Copy out the listing that follows in its entirety, keeping it exactly the same.

━━━━━━━━━━━━━━━━

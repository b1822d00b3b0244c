//! Core domain logic for the article service.
//! This crate is the single source of truth for article business rules.

pub mod codec;
pub mod config;
pub mod db;
pub mod logging;
pub mod model;
pub mod repo;
pub mod service;

pub use codec::article_codec::{
    decode_article, encode_article, encode_articles, format_timestamp, parse_timestamp,
    ArticleInput, CodecError, DATE_TIME_LAYOUT,
};
pub use config::{AppConfig, ConfigError, DbConfig, DbDriver, LogConfig, ServerConfig};
pub use logging::{default_log_level, init_logging, logging_status, LogTarget};
pub use model::article::{
    Article, ArticleFilter, ArticleId, ArticleKey, ArticlePatch, ArticleValidationError,
    NewArticle, PublishedAtPatch, REQUIRED_FIELDS,
};
pub use model::lookup::{LookupEntity, LookupKind};
pub use repo::article_store::{
    ArticleStore, ArticleWrite, SqliteArticleStore, StoreError, StoreResult,
};
pub use service::article_service::{
    merge_patch, ArticleError, ArticleListQuery, ArticleResult, ArticleService,
};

━━━━━━━━━━━━━━━━

## Completed exercise
repository b1822d00b3b0244c
//! Core domain logic for the article service.
//! This crate is the single source of truth for article business rules.

pub mod codec;
pub mod config;
pub mod db;
pub mod logging;
pub mod model;
pub mod repo;
pub mod service;

pub use codec::article_codec::{
    decode_article, encode_article, encode_articles, format_timestamp, parse_timestamp,
    ArticleInput, CodecError, DATE_TIME_LAYOUT,
};
pub use config::{AppConfig, ConfigError, DbConfig, DbDriver, LogConfig, ServerConfig};
pub use logging::{default_log_level, init_logging, logging_status, LogTarget};
pub use model::article::{
    Article, ArticleFilter, ArticleId, ArticleKey, ArticlePatch, ArticleValidationError,
    NewArticle, PublishedAtPatch, REQUIRED_FIELDS,
};
pub use model::lookup::{LookupEntity, LookupKind};
pub use repo::article_store::{
    ArticleStore, ArticleWrite, SqliteArticleStore, StoreError, StoreResult,
};
pub use service::article_service::{
    merge_patch, ArticleError, ArticleListQuery, ArticleResult, ArticleService,
};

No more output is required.